The burden of rising U.S. bond yields may have taken a greater toll on the Pound-Dollar rate due to uncertainty over the extent to which the Bank of England (BoE) is likely to respond to rising inflation in the near future, given that it’s increasingly the result of imported energy prices.

“While next week’s data may build a cushion above the 1.30 level in the GBP, we think the currency remains at risk of a decline under the figure as the BoE disappoints markets,” says Juan Manuel Herrera, a strategist at Scotiabank.

The BoE’s stance is stoking uncertainty about whether Bank Rate will rise in line with market expectations for it to reach 2% by year-end and could mean that Sterling is especially susceptible to a setback this week as the market contemplates both UK and U.S. inflation data for March.


GBP to USD daily

Above: Pound to Dollar exchange rate shown at daily intervals alongside spread - or gap - between 02-year UK and U.S. government bond yields. Includes selected moving-averages.


“If pressure holds, the 1.30 floor will soon break and set Cable on track for the mid-1.28s as the next support zone in the charts. Resistance is ~1.3075 and 1.3100/10, followed by ~1.3150,” Herrera and colleagues also said in a note on Friday.

Broadening strength in the U.S. Dollar has been the dominant driver of recent declines in GBP/USD, however, and could intensify during the week ahead if it transpires that U.S. inflation pressures built further last month given the Fed’s clear and increasing resolve to respond to it by raising interest rates.

“Many participants noted that one or more 50 basis point increases in the target range could be appropriate at future meetings,” the March meeting record revealed last week, while some Fed officials have continued to suggest that a rapid pace of policy normalisation is growing increasingly likely.

“The killer Bs on the Fed – Brainard and Bullard – stung the bond market this week, offering surprisingly hawkish comments that accelerated the rise in long-term yields,” says BobBob Schwartz, a senior economist at Oxford Economics.

“Their remarks were echoed by other Fed officials in the minutes of the March policy meeting released this week, which just about cements the odds of a half-point increase in the Fed funds rate at its upcoming meeting,” Schwartz wrote in a research briefing last Friday.


GBP to USD weekly charts

Above: Pound to Dollar rate at weekly intervals with Fibonacci retracements of 2020 recovery indicating possible medium-term areas of technical support for Sterling and shown alongside 200-week moving-average. Click image for closer inspection. Click image for closer inspection.
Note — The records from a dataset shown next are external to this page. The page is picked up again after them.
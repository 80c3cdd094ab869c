pub mod job;
pub mod video;

pub use job::memory::InMemoryJobStorage;
pub use job::sqlite::SqliteJobStorage;
pub use job::JobStorage;
pub use video::{InMemoryVideoCatalog, SqliteVideoCatalog, VideoInfo, VideoProvider};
The Fed took its first step last month toward withdrawing the interest rate cuts and other stimulus announced at the onset of the coronavirus crisis but its more recent signalling suggests it could proceed in future at an even faster pace than markets have anticipated.

The bank’s greater willingness to respond to rising rates of inflation is partly why this Tuesday’s U.S. consumer prices data for March is a downside risk for the Pound to Dollar rate, and one that comes just ahead of Wednesday’s release of UK inflation data.
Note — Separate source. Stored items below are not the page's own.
use std::sync::Arc;

use std::path::PathBuf;

use async_trait::async_trait;
use tokio::sync::mpsc;
use tokio::task::JoinHandle;
use tracing::info;

use super::{acquire_model, StageContext, StageProcessor};
use crate::asr::AsrParams;
use crate::audio::{is_silent, AudioChunk, AudioChunks};
use crate::error::PipelineError;
use crate::model::{ModelKind, ModelManager};
use crate::schedule::types::Stage;
use crate::transcript::{utterances_from_segments, Transcript};

/// Runs speech-to-text over the extracted audio, chunk by chunk.
pub struct TranscribeProcessor {
    models: Arc<ModelManager>,
    chunk_seconds: f64,
}

impl TranscribeProcessor {
    pub fn new(models: Arc<ModelManager>, chunk_seconds: f64) -> Self {
        Self {
            models,
            chunk_seconds,
        }
    }

    fn record(ctx: &mut StageContext, transcript: Transcript) {
        ctx.job.metadata.transcript_utterances = Some(transcript.utterances.len());
        ctx.job.metadata.transcript_words = Some(transcript.word_count);
        ctx.job.metadata.transcript_language = transcript.language.clone();
        ctx.transcript = Some(transcript);
    }
}

#[async_trait]
impl StageProcessor for TranscribeProcessor {
    fn stage(&self) -> Stage {
        Stage::Transcribing
    }

    async fn process(&self, ctx: &mut StageContext) -> Result<(), PipelineError> {
        let path = ctx
            .audio_path
            .clone()
            .ok_or_else(|| PipelineError::fatal("No extracted audio is available for transcription."))?;
        let (mut chunks, decoder) = stream_chunks(path, self.chunk_seconds, ctx.job.config.denoise);

        let mut handle = None;
        let mut utterances = Vec::new();
        let mut language = ctx.job.config.language.clone();
        let mut total = 0;

        while let Some(chunk) = chunks.recv().await {
            let chunk = chunk
                .map_err(|e| PipelineError::fatal(format!("The extracted audio could not be decoded: {}", e)))?;
            total = chunk.total;

            if !is_silent(&chunk.samples) {
                // loaded on the first chunk with speech
                let current = match handle.take() {
                    Some(current) => current,
                    None => acquire_model(&self.models, ModelKind::Transcription, ctx).await?,
                };
                let mut params = AsrParams::new();
                params.set_language(ctx.job.config.language.clone());
                let result = current.transcriber()?.transcribe(chunk.samples, params).await;
                handle = Some(current);

                let result = result?;
                if language.is_none() {
                    language = result.language.clone();
                }
                utterances.extend(utterances_from_segments(&result.segments, chunk.offset));
            }
            ctx.report((chunk.index + 1) as f64 / chunk.total as f64).await;
        }
        drop(handle);
        decoder.await.map_err(|e| PipelineError::Unknown(e.into()))?;

        if utterances.is_empty() {
            info!(job_id = %ctx.job.id, "No speech found, transcript is empty");
        }
        ctx.report(1.0).await;
        info!(
            job_id = %ctx.job.id,
            utterances = utterances.len(),
            chunks = total,
            "Transcription finished"
        );
        Self::record(ctx, Transcript::new(utterances, language));
        Ok(())
    }
}

/// Decodes `path` on a blocking thread, one chunk ahead of the consumer.
/// Dropping the receiver stops the decoder.
fn stream_chunks(
    path: PathBuf,
    chunk_seconds: f64,
    denoise: bool,
) -> (mpsc::Receiver<anyhow::Result<AudioChunk>>, JoinHandle<()>) {
    let (tx, rx) = mpsc::channel(1);
    let decoder = tokio::task::spawn_blocking(move || {
        let chunks = match AudioChunks::open(&path, chunk_seconds, denoise) {
            Ok(chunks) => chunks,
            Err(e) => {
                let _ = tx.blocking_send(Err(e));
                return;
            }
        };
        for chunk in chunks {
            if tx.blocking_send(chunk).is_err() {
                break;
            }
        }
    });
    (rx, decoder)
}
“The underlying strength of the domestic economy is seen as more than offsetting the price shocks, triggering a more dynamic Fed response. The impact can be clearly seen in the continuing downdraft in UK-US yield spreads,” says Tim Riddell, a London-based macro strategist at Westpac.
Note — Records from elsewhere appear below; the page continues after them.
/// Streams a 16-bit PCM WAV file as fixed-length chunks.
///
/// Opening the file scans it once for its peak so every chunk is scaled by
/// the same gain. After that only one chunk is held in memory at a time.
///
/// # Steps per chunk
/// 1. read the chunk's frames
/// 2. mix down to mono
/// 3. optionally reduce noise
/// 4. apply the track gain unless the track is near silent
/// 5. resample to 16 kHz if needed
pub struct AudioChunks {
    reader: WavReader<BufReader<File>>,
    channels: usize,
    sample_rate: u32,
    chunk_frames: usize,
    gain: f32,
    denoise: bool,
    next_index: usize,
    total: usize,
}

impl AudioChunks {
    /// # Arguments
    /// * `path` - 16-bit PCM WAV file
    /// * `chunk_seconds` - chunk duration, at least one second
    /// * `denoise` - apply spectral noise reduction per chunk
    pub fn open(path: &Path, chunk_seconds: f64, denoise: bool) -> Result<Self> {
        let track_peak = scan_peak(path)?;
        let reader = open_wav(path)?;
        let spec = reader.spec();
        let chunk_frames = chunk_frames(chunk_seconds, spec.sample_rate);
        let total = (reader.duration() as usize).div_ceil(chunk_frames);
        debug!(
            "Streaming {} chunk(s) of {} frames at {} Hz",
            total, chunk_frames, spec.sample_rate
        );

        Ok(Self {
            channels: spec.channels as usize,
            sample_rate: spec.sample_rate,
            chunk_frames,
            gain: gain_for_peak(track_peak),
            denoise,
            next_index: 0,
            total,
            reader,
        })
    }

    /// Number of chunks in the track.
    pub fn total(&self) -> usize {
        self.total
    }

    fn decode_chunk(&mut self, index: usize) -> Result<AudioChunk> {
        let wanted = self.chunk_frames * self.channels;
        let raw = self
            .reader
            .samples::<i16>()
            .take(wanted)
            .map(|s| s.map(|val| val as f32 / 32768.0))
            .collect::<std::result::Result<Vec<f32>, _>>()
            .map_err(|e| anyhow!("Failed to read samples: {}", e))?;

        let mono = convert_to_mono(raw, self.channels);
        let mut cleaned = if self.denoise && mono.len() >= 2048 {
            spectral_noise_reduction(&mono, 2048, 0.75, 0.55)
        } else {
            mono
        };
        if self.gain != 1.0 {
            let gain = self.gain;
            cleaned.par_iter_mut().for_each(|s| *s *= gain);
        }

        let samples = if self.sample_rate != SAMPLE_RATE {
            resample_audio(&cleaned, self.sample_rate)?
        } else {
            cleaned
        };

        Ok(AudioChunk {
            index,
            total: self.total,
            offset: (index * self.chunk_frames) as f64 / self.sample_rate as f64,
            samples,
        })
    }
}

impl Iterator for AudioChunks {
    type Item = Result<AudioChunk>;

    fn next(&mut self) -> Option<Self::Item> {
        if self.next_index >= self.total {
            return None;
        }
        let index = self.next_index;
        self.next_index += 1;
        let chunk = self.decode_chunk(index);
        if chunk.is_err() {
            self.next_index = self.total;
        }
        Some(chunk)
    }
}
“Although GBP has stabilised in April, the yield spread profile suggests further GBP downside risk. UK activity releases begins next week with production, trade, employment and then inflation data. A more solid backdrop to activity and wages is needed to offset the yield curve pressure and suggest that GBP/USD can hold its now vulnerable 1.30-1.33 range support,” Riddell and colleagues said on Friday.